==== MATERIAL FOR THIS TASK
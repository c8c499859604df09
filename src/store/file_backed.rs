//! File-backed metadata store.
//!
//! Stores every key in a single `metadata.json` object under
//! `~/.argocd-deploy/` (or a caller-supplied directory). Lets the
//! orchestration run outside a CI agent while keeping memory across runs.

use crate::error::DeployError;
use crate::store::MetadataStore;
use async_trait::async_trait;
use std::collections::BTreeMap;
use std::path::PathBuf;
use tokio::sync::Mutex;

/// File-backed implementation of [`MetadataStore`].
pub struct FileMetadataStore {
    path: PathBuf,
    /// Serialises read-modify-write cycles within this process.
    lock: Mutex<()>,
}

impl FileMetadataStore {
    /// Create a store using the default directory (`~/.argocd-deploy`).
    pub async fn new_default() -> Result<Self, DeployError> {
        let home = dirs::home_dir()
            .ok_or_else(|| DeployError::Storage("could not determine home directory".into()))?;
        Self::new(home.join(".argocd-deploy")).await
    }

    /// Create a store at a custom directory path.
    pub async fn new(dir: PathBuf) -> Result<Self, DeployError> {
        tokio::fs::create_dir_all(&dir)
            .await
            .map_err(|e| DeployError::Storage(format!("failed to create metadata dir: {}", e)))?;

        Ok(Self {
            path: dir.join("metadata.json"),
            lock: Mutex::new(()),
        })
    }

    async fn read_all(&self) -> Result<BTreeMap<String, String>, DeployError> {
        if tokio::fs::metadata(&self.path).await.is_err() {
            return Ok(BTreeMap::new());
        }

        let content = tokio::fs::read_to_string(&self.path)
            .await
            .map_err(|e| DeployError::Storage(format!("failed to read metadata: {}", e)))?;

        if content.trim().is_empty() {
            return Ok(BTreeMap::new());
        }

        serde_json::from_str(&content)
            .map_err(|e| DeployError::Storage(format!("failed to parse metadata: {}", e)))
    }
}

#[async_trait]
impl MetadataStore for FileMetadataStore {
    async fn get(&self, key: &str) -> Result<Option<String>, DeployError> {
        let _guard = self.lock.lock().await;
        let values = self.read_all().await?;
        Ok(values.get(key).filter(|v| !v.is_empty()).cloned())
    }

    async fn set(&self, key: &str, value: &str) -> Result<(), DeployError> {
        let _guard = self.lock.lock().await;
        let mut values = self.read_all().await?;
        values.insert(key.to_string(), value.to_string());

        let content = serde_json::to_string_pretty(&values)
            .map_err(|e| DeployError::Storage(format!("failed to serialize metadata: {}", e)))?;

        let tmp = self.path.with_extension("json.tmp");
        tokio::fs::write(&tmp, content)
            .await
            .map_err(|e| DeployError::Storage(format!("failed to write metadata: {}", e)))?;
        tokio::fs::rename(&tmp, &self.path)
            .await
            .map_err(|e| DeployError::Storage(format!("failed to replace metadata: {}", e)))?;

        Ok(())
    }
}

#[cfg(test)]
mod tests {
    use super::*;

    fn temp_dir() -> PathBuf {
        std::env::temp_dir().join(format!("argocd-deploy-test-{}", rand::random::<u32>()))
    }

    #[tokio::test]
    async fn test_file_metadata_store_lifecycle() {
        let dir = temp_dir();
        let store = FileMetadataStore::new(dir.clone()).await.unwrap();

        assert!(store.get("missing").await.unwrap().is_none());

        store.set("a", "1").await.unwrap();
        store.set("b", "2").await.unwrap();
        assert_eq!(store.get("a").await.unwrap().as_deref(), Some("1"));
        assert_eq!(store.get("b").await.unwrap().as_deref(), Some("2"));

        // Overwrite
        store.set("a", "3").await.unwrap();
        assert_eq!(store.get("a").await.unwrap().as_deref(), Some("3"));

        // Empty values read as absent
        store.set("b", "").await.unwrap();
        assert!(store.get("b").await.unwrap().is_none());

        let _ = tokio::fs::remove_dir_all(dir).await;
    }

    #[tokio::test]
    async fn test_file_metadata_store_persist_across_instances() {
        let dir = temp_dir();

        {
            let store = FileMetadataStore::new(dir.clone()).await.unwrap();
            store.set("argocd-deploy:web:history:7", "success").await.unwrap();
        }

        let store2 = FileMetadataStore::new(dir.clone()).await.unwrap();
        assert_eq!(
            store2.get("argocd-deploy:web:history:7").await.unwrap().as_deref(),
            Some("success")
        );

        let _ = tokio::fs::remove_dir_all(dir).await;
    }

    #[tokio::test]
    async fn test_file_metadata_store_rejects_corrupt_file() {
        let dir = temp_dir();
        let store = FileMetadataStore::new(dir.clone()).await.unwrap();
        tokio::fs::write(dir.join("metadata.json"), "not valid json")
            .await
            .unwrap();

        let result = store.get("a").await;
        assert!(matches!(result, Err(DeployError::Storage(_))));

        let _ = tokio::fs::remove_dir_all(dir).await;
    }
}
========
• TASK REQUIREMENTS: Write out exactly the lines from the beginning of the material above through the line with "directory). Lets the", including both and omitting all others.

• TASK RESULT:
repository c8c499859604df09
filename src/store/file_backed.rs
//! File-backed metadata store.
//!
//! Stores every key in a single `metadata.json` object under
//! `~/.argocd-deploy/` (or a caller-supplied directory). Lets the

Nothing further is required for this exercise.